6.           Implementasi Hisbah dalam Kehidupan Modern

Dalam konteks modern, implementasi hisbah menghadapi tantangan yang lebih kompleks karena perubahan sosial, budaya, dan teknologi. Namun, prinsip hisbah tetap relevan sebagai mekanisme untuk menjaga nilai-nilai moral, memperkuat harmoni sosial, dan mencegah penyimpangan. Implementasi ini mencakup peran individu, keluarga, masyarakat, institusi pemerintah, hingga penggunaan media digital sebagai sarana hisbah.

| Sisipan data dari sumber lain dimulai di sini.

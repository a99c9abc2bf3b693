// SPDX-License-Identifier: MIT
// Copyright 2026 Roland Dreier <roland@rolandd.dev>

//! Statistics and progress aggregates over stored history.

mod common;

use axum::http::StatusCode;
use chrono::{TimeZone, Utc};
use common::{create_test_app, seed_user, send_json};
use workout_tracker::models::{Exercise, Workout};
use workout_tracker::AppState;

async fn store_workout(state: &AppState, user_id: &str, id: &str, day: u32) -> Workout {
    let mut workout = Workout::new(
        user_id,
        &format!("Workout {}", id),
        None,
        None,
        Utc.with_ymd_and_hms(2025, 3, day, 9, 0, 0).unwrap(),
    );
    workout.id = id.to_string();
    state.db.create_workout(&workout).await.unwrap();
    workout
}

async fn store_exercise(
    state: &AppState,
    workout: &Workout,
    name: &str,
    position: u32,
    (sets, reps): (u32, u32),
    weight: Option<f64>,
) {
    let exercise = Exercise {
        id: format!("{}-{}", workout.id, position),
        workout_id: workout.id.clone(),
        user_id: workout.user_id.clone(),
        name: name.to_string(),
        sets,
        reps,
        weight,
        rest_time: 60,
        notes: None,
        position,
    };
    state.db.create_exercise(&exercise).await.unwrap();
}

#[tokio::test]
async fn test_stats_totals() {
    let (app, state) = create_test_app();
    let (user, token) = seed_user(&state, "alice").await;

    let w1 = store_workout(&state, &user.id, "w1", 10).await;
    let w2 = store_workout(&state, &user.id, "w2", 20).await;
    store_exercise(&state, &w1, "Bench", 0, (3, 10), Some(135.0)).await;
    store_exercise(&state, &w1, "Squat", 1, (4, 8), Some(185.0)).await;
    store_exercise(&state, &w2, "Bench", 0, (5, 5), None).await;

    let (status, stats) = send_json(&app, "GET", "/api/workouts/stats", Some(&token), None).await;
    assert_eq!(status, StatusCode::OK);
    assert_eq!(stats["total_workouts"], 2);
    assert_eq!(stats["total_exercises"], 3);
    assert_eq!(stats["total_reps"], 87);
    assert_eq!(
        stats["last_workout"],
        serde_json::to_value(w2.date).unwrap()
    );

    // Reads never change the answer
    let (_, again) = send_json(&app, "GET", "/api/workouts/stats", Some(&token), None).await;
    assert_eq!(stats, again);
}

#[tokio::test]
async fn test_stats_for_new_user_are_zero() {
    let (app, state) = create_test_app();
    let (_, token) = seed_user(&state, "newbie").await;

    let (status, stats) = send_json(&app, "GET", "/api/workouts/stats", Some(&token), None).await;
    assert_eq!(status, StatusCode::OK);
    assert_eq!(stats["total_workouts"], 0);
    assert_eq!(stats["total_exercises"], 0);
    assert_eq!(stats["total_reps"], 0);
    assert!(stats["last_workout"].is_null());
}

#[tokio::test]
async fn test_stats_are_per_user() {
    let (app, state) = create_test_app();
    let (alice, _) = seed_user(&state, "alice").await;
    let (_, bob_token) = seed_user(&state, "bob").await;

    let w1 = store_workout(&state, &alice.id, "w1", 1).await;
    store_exercise(&state, &w1, "Bench", 0, (3, 10), None).await;

    let (_, stats) = send_json(&app, "GET", "/api/workouts/stats", Some(&bob_token), None).await;
    assert_eq!(stats["total_workouts"], 0);
    assert_eq!(stats["total_reps"], 0);
}

#[tokio::test]
async fn test_progress_groups_by_exercise_oldest_first() {
    let (app, state) = create_test_app();
    let (user, token) = seed_user(&state, "alice").await;

    let early = store_workout(&state, &user.id, "early", 1).await;
    let late = store_workout(&state, &user.id, "late", 15).await;
    store_exercise(&state, &early, "Bench", 0, (3, 10), Some(135.0)).await;
    store_exercise(&state, &late, "Bench", 0, (3, 8), Some(155.0)).await;
    store_exercise(&state, &late, "Pull-up", 1, (3, 6), None).await;

    let (status, progress) =
        send_json(&app, "GET", "/api/workouts/progress", Some(&token), None).await;
    assert_eq!(status, StatusCode::OK);

    let series = progress.as_array().unwrap();
    assert_eq!(series.len(), 2);

    // History is newest first, so "Bench" is seen before "Pull-up"
    assert_eq!(series[0]["exercise"], "Bench");
    let weights: Vec<f64> = series[0]["points"]
        .as_array()
        .unwrap()
        .iter()
        .map(|p| p["weight"].as_f64().unwrap())
        .collect();
    assert_eq!(weights, vec![135.0, 155.0]);

    assert_eq!(series[1]["exercise"], "Pull-up");
    assert_eq!(series[1]["points"][0]["weight"], 0.0);
}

6.1.       Peran Individu, Keluarga, dan Masyarakat

6.1.1.    Individu:

Setiap Muslim memiliki tanggung jawab personal untuk melaksanakan hisbah sesuai kemampuannya. Rasulullah Saw bersabda: “Setiap kamu adalah pemimpin, dan setiap pemimpin bertanggung jawab atas apa yang dipimpinnya.”¹ Individu dapat menjalankan hisbah dengan memberikan nasihat kepada orang-orang di sekitarnya, menyampaikan kebaikan melalui media sosial, atau menghindari kemungkaran dalam kehidupan sehari-hari.

6.1.2.    Keluarga:

Keluarga adalah tempat pertama pelaksanaan hisbah. Orang tua memiliki tanggung jawab untuk mendidik anak-anak mereka sesuai nilai-nilai Islam. QS At-Tahrim [66] ayat 6 memerintahkan: “Hai orang-orang yang beriman, peliharalah dirimu dan keluargamu dari api neraka.”² Ayat ini menjadi landasan bahwa pencegahan kemungkaran dimulai dari lingkup keluarga.

6.1.3.    Masyarakat:

Di tingkat masyarakat, hisbah dilakukan secara kolektif melalui pengawasan sosial. Masyarakat yang peduli terhadap lingkungan sosialnya dapat menciptakan budaya Amar ma’ruf nahi mungkar. Al-Mawardi dalam Al-Ahkam As-Sulthaniyyah menyebutkan bahwa hisbah harus mencakup pengawasan terhadap kegiatan sosial dan ekonomi masyarakat.³

6.2.       Hisbah dalam Institusi Pemerintahan

Pemerintah memiliki peran strategis dalam pelaksanaan hisbah melalui pembentukan kebijakan yang mendukung Amar ma’ruf nahi mungkar. Ibn Khaldun menyatakan bahwa salah satu tugas utama pemerintahan Islam adalah memastikan syariat ditegakkan, termasuk melalui lembaga hisbah.⁴

Contoh implementasi hisbah oleh pemerintah adalah pengawasan terhadap pasar, perlindungan hak konsumen, dan penegakan hukum moral. Lembaga hisbah di masa kekhalifahan, seperti institusi muhtasib, berfungsi untuk mengawasi perdagangan, mencegah penipuan, dan melindungi kesejahteraan masyarakat.⁵

Dalam konteks modern, beberapa negara Islam, seperti Arab Saudi dan Malaysia, memiliki lembaga khusus untuk menjalankan fungsi hisbah, meskipun bentuk dan fungsinya telah disesuaikan dengan kebutuhan zaman.⁶

6.3.       Media dan Teknologi sebagai Sarana Hisbah

Kemajuan teknologi dan media digital memberikan peluang baru untuk melaksanakan hisbah, tetapi juga menghadirkan tantangan unik.

6.3.1.    Media Sosial:

Media sosial dapat digunakan sebagai sarana untuk menyampaikan pesan-pesan kebaikan dan mencegah kemungkaran. Kampanye kesadaran sosial, konten dakwah, dan diskusi daring dapat menjadi bentuk implementasi hisbah di era digital.⁷ Namun, penggunaan media sosial juga memerlukan kehati-hatian agar tidak menjadi sarana untuk menyebarkan fitnah atau kebencian.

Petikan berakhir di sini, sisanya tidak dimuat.